Tout cela emploierait plus de personnes, serait plus utile pour la France, et nous éviterait de dépenser nos deniers en achetant du matériel de haute technologie aux Etats-Unis ou au Japon…
Les Echos - Jeudi 12 janvier 2006 - propos recueillis par Chantal Houzelle
Recherche : le cri d'alarme d'un prix Nobel
Pierre-Gilles de Gennes, prix Nobel de physique 1991, atomise le réacteur ITER
Je trouve que l'on consacre beaucoup trop d'argent à des actions qui n'en valent pas la peine. Exemple, la fusion nucléaire. Les gouvernements européens, de même que Bruxelles, se sont rués sur le réacteur expérimental Iter [NDLR : il sera implanté dans le sud de la France, à Cadarache] sans avoir mené aucune réflexion sérieuse sur l'impact possible de ce gigantesque projet. Quoique grand défenseur des grosses machines communautaires il y a trente ans, et ancien ingénieur du Commissariat à l'énergie atomique (CEA), je n'y crois malheureusement plus, même si j'ai connu les débuts enthousiastes de la fusion dans les années 1960.
Pourquoi ? Un réacteur de fusion, c'est à la fois Superphénix et La Hague au même endroit. Si, avec Superphénix [NDLR : un prototype de surgénérateur, dont l'arrêt a été décidé en 1997], on a réussi à gérer un réacteur à neutrons rapides, ce serait difficile à reproduire sur 100 réacteurs en France - ce qu'exigeraient les besoins électriques nationaux -, car ces installations réclament les meilleurs techniciens pour obtenir un résultat très raffiné dans des conditions de sécurité optimales. Et ce serait littéralement impossible dans le tiers monde.
Sans compter qu'il faudrait reconstruire une usine du type de La Hague autour de chaque réacteur pour pouvoir traiter sur site les matières fissibles extrêmement chaudes, qu'on n'a pas le droit de transporter par voie routière ou ferroviaire. Vous vous rendez compte de l'ampleur d'un tel projet !

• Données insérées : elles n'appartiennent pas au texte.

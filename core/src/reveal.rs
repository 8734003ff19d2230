use alloc::vec::Vec;

use crate::*;

/// What a single reveal did to the board.
#[derive(Copy, Clone, Debug, PartialEq, Eq)]
pub enum RevealResult {
    /// Out of bounds, already revealed or flagged.
    NoChange,
    /// Safe cells opened, `count` includes every cell the cascade reached.
    Revealed { count: CellCount },
    /// The target was a mine, it is now revealed and counted.
    MineHit,
}

impl RevealResult {
    pub const fn newly_revealed(self) -> CellCount {
        match self {
            Self::NoChange => 0,
            Self::Revealed { count } => count,
            Self::MineHit => 1,
        }
    }
}

impl Board {
    /// Reveals `pos`, flood-filling outward from zero-adjacency cells.
    ///
    /// Terminal-state checks are the session's job, this only applies cell rules.
    pub fn reveal(&mut self, pos: Coord2) -> RevealResult {
        let Some(pos) = self.validate_coords(pos) else {
            return RevealResult::NoChange;
        };

        let cell = self[pos];
        if !cell.is_hidden() {
            return RevealResult::NoChange;
        }

        if cell.is_mine() {
            self.mark_revealed(pos);
            log::debug!("Revealed mine at {:?}", pos);
            return RevealResult::MineHit;
        }

        let mut count: CellCount = 0;
        let mut frontier = Vec::from([pos]);

        // the hidden check doubles as the visited guard: each cell opens at most once
        while let Some(visit) = frontier.pop() {
            if !self[visit].is_hidden() {
                continue;
            }

            self.mark_revealed(visit);
            count += 1;
            log::trace!(
                "Opened cell at {:?}, adjacent mines: {}",
                visit,
                self[visit].adjacent_mines()
            );

            if self[visit].adjacent_mines() == 0 {
                frontier.extend(
                    self.iter_neighbors(visit)
                        .filter(|&neighbor| self[neighbor].is_hidden()),
                );
            }
        }

        log::debug!("Revealed {} cells from {:?}", count, pos);
        RevealResult::Revealed { count }
    }

    /// Exposes every mine still hidden, without touching the revealed counter.
    ///
    /// Flags on mines are cleared so the revealed-never-flagged rule holds; wrong flags stay.
    pub fn reveal_all_mines(&mut self) -> CellCount {
        let mut exposed: CellCount = 0;
        let mut cleared_flags: CellCount = 0;

        for cell in self.cells_mut() {
            if cell.is_mine() && !cell.is_revealed() {
                if cell.is_flagged() {
                    cell.set_flagged(false);
                    cleared_flags += 1;
                }
                cell.set_revealed();
                exposed += 1;
            }
        }

        self.flagged_count -= cleared_flags;
        log::debug!("Exposed {} mines", exposed);
        exposed
    }

    fn mark_revealed(&mut self, pos: Coord2) {
        self.cell_mut(pos).set_revealed();
        self.revealed_count += 1;
    }
}
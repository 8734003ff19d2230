use crate::*;

/// Terminal verdict derived from the board counters.
#[derive(Copy, Clone, Debug, PartialEq, Eq)]
pub enum Verdict {
    Undecided,
    Won,
    Lost,
}

impl Board {
    /// Every safe cell revealed and exactly as many flags as mines.
    ///
    /// Only flag *counts* are compared, flag placement is never checked against the mines.
    pub fn win_condition_met(&self) -> bool {
        self.revealed_count() == self.safe_cell_count()
            && self.flagged_count() == self.mine_count()
    }
}

/// Evaluates the board after a mutating operation.
///
/// A loss is never re-derived from the board: it is signalled by the reveal that hit the mine.
pub fn evaluate(board: &Board, last_reveal: Option<RevealResult>) -> Verdict {
    if matches!(last_reveal, Some(RevealResult::MineHit)) {
        Verdict::Lost
    } else if board.win_condition_met() {
        Verdict::Won
    } else {
        Verdict::Undecided
    }
}
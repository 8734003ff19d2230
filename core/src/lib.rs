#![no_std]

//! Rules engine for a grid mine-sweeping game: generation, cascading reveal,
//! flag bookkeeping and win/loss detection, driven through [`GameSession`].

extern crate alloc;

pub use board::*;
pub use cell::*;
pub use config::*;
pub use detector::*;
pub use error::*;
pub use flag::*;
pub use generator::*;
pub use reveal::*;
pub use session::*;
pub use types::*;
pub use view::*;

mod board;
mod cell;
mod config;
mod detector;
mod error;
mod flag;
mod generator;
mod reveal;
mod session;
mod types;
mod view;

#[derive(Copy, Clone, Debug, PartialEq, Eq)]
pub enum MarkOutcome {
    NoChange,
    Changed,
    Won,
}

impl MarkOutcome {
    pub const fn has_update(self) -> bool {
        !matches!(self, Self::NoChange)
    }

    pub const fn is_terminal(self) -> bool {
        matches!(self, Self::Won)
    }
}

#[derive(Copy, Clone, Debug, PartialEq, Eq)]
pub enum RevealOutcome {
    NoChange,
    Revealed,
    HitMine,
    Won,
}

impl RevealOutcome {
    pub const fn has_update(self) -> bool {
        use RevealOutcome::*;
        match self {
            NoChange => false,
            Revealed => true,
            HitMine => true,
            Won => true,
        }
    }

    pub const fn is_terminal(self) -> bool {
        matches!(self, Self::HitMine | Self::Won)
    }
}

Avez-vous d'autres réticences vis-à-vis du réacteur expérimental Iter ?
Oui. L'une repose sur le fait qu'avant de construire un réacteur chimique de 5 tonnes, on doit avoir entièrement compris le fonctionnement d'un réacteur de 500 litres et avoir évalué tous les risques qu'il recèle. Or ce n'est absolument pas comme cela que l'on procède avec le réacteur expérimental Iter. Pourtant, on n'est pas capable d'expliquer totalement l'instabilité des plasmas ni les fuites thermiques des systèmes actuels. On se lance donc dans quelque chose qui, du point de vue d'un ingénieur en génie chimique, est une hérésie.
Et puis, j'aurais une dernière objection. Connaissant assez bien les métaux supraconducteurs, je sais qu'ils sont extraordinairement fragiles. Alors, croire que des bobinages supraconducteurs servant à confiner le plasma, soumis à des flux de neutrons rapides comparables à une bombe H, auront la capacité de résister pendant toute la durée de vie d'un tel réacteur (dix à vingt ans), me paraît fou. Le projet Iter a été soutenu par Bruxelles pour des raisons d'image politique, et je trouve que c'est une faute.